Boyd placed special emphasis on pain management. "The preoperative, intraoperative, and postoperative pain management and anti-inflammatory management is important in declawing. We use a ring block -- which is a local anesthetic block around the wrist -- a general anesthetic, and non-steroidal anti-inflammatory medicine. We also send home narcotic medication. By using all these different methods, you get excellent pain control. It's multimodal, just as in human surgery."

As noted, the procedure is easier on young cats. "It's less traumatic. There's less tissue. I can manipulate the joint better -- there's a more rigid digit on an older cat. A younger cat is much faster healing; there's less discomfort and less potential for complications. A young cat could show signs of tenderness for up to a week, but older cats could have tenderness for a month or two -- things like raising a paw when sitting."

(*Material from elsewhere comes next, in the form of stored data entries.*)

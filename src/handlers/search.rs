use serde::Serialize;
use serde_json::{json, Value};
use tracing::warn;

use crate::backend::{ContentApi, PostSummary};
use crate::config::GatewayConfig;
use crate::error::ToolError;
use crate::protocol::SearchArgs;

/// Maximum number of hits returned.
pub const MAX_RESULTS: usize = 15;

#[derive(Debug, Serialize)]
struct SearchHit<'a> {
    #[serde(rename = "type")]
    kind: &'static str,
    title: &'a str,
    slug: &'a str,
    description: &'a str,
    url: String,
}

/// Handle a `search_content` tool call.
///
/// A blank query short-circuits without a backend call. Otherwise the query,
/// untrimmed, is matched as a case-insensitive substring of the title,
/// description or any tag, in backend order, capped at [`MAX_RESULTS`].
pub async fn handle(
    args: SearchArgs,
    config: &GatewayConfig,
    api: &ContentApi,
) -> Result<Value, ToolError> {
    if args.query.trim().is_empty() {
        return Ok(json!({
            "site": config.site_name,
            "query": "",
            "resultCount": 0,
            "results": [],
        }));
    }

    let list = api.list_posts().await.map_err(|e| {
        warn!(error = %e, "search_content backend call failed");
        ToolError::Backend("Failed to fetch posts for search".into())
    })?;

    let needle = args.query.to_lowercase();
    let results: Vec<SearchHit<'_>> = list
        .posts
        .iter()
        .filter(|post| matches(post, &needle))
        .take(MAX_RESULTS)
        .map(|post| SearchHit {
            kind: "post",
            title: &post.title,
            slug: &post.slug,
            description: &post.description,
            url: format!("{}/{}", config.site_url, post.slug),
        })
        .collect();

    Ok(json!({
        "site": config.site_name,
        "query": args.query,
        "resultCount": results.len(),
        "results": results,
    }))
}

fn matches(post: &PostSummary, needle: &str) -> bool {
    post.title.to_lowercase().contains(needle)
        || post.description.to_lowercase().contains(needle)
        || post.tags.iter().any(|tag| tag.to_lowercase().contains(needle))
}
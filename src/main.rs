use content_mcp_gateway::config::GatewayConfig;
use content_mcp_gateway::server::McpGateway;
use tracing::error;
use tracing_subscriber::EnvFilter;

#[tokio::main]
async fn main() {
    tracing_subscriber::fmt()
        .with_env_filter(
            EnvFilter::try_from_default_env()
                .unwrap_or_else(|_| "content_mcp_gateway=info,tower_http=info".into()),
        )
        .with_target(false)
        .init();

    let config = match GatewayConfig::from_env() {
        Ok(c) => c,
        Err(e) => {
            error!("configuration error: {e}");
            std::process::exit(1);
        }
    };

    let gateway = match McpGateway::new(config) {
        Ok(g) => g,
        Err(e) => {
            error!("tool catalog error: {e}");
            std::process::exit(1);
        }
    };

    if let Err(e) = gateway.run().await {
        error!("fatal error: {e}");
        std::process::exit(1);
    }
}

Longer-lasting side effects are also a possibility. "Some cats have litter box problems after being declawed -- inappropriate urinary behaviors outside the litter box. That could be a sensation issue -- the cat may not like the feel of the litter."

Prices for declawing vary, depending on the cat. "It could go as high as $600 , because different cats need different preoperative tests. We do pre-anesthetic blood work, ECGs, and blood pressure. An older cat may need X-rays and/or echoes of the heart -- whatever it takes to make sure that we have a good surgical candidate."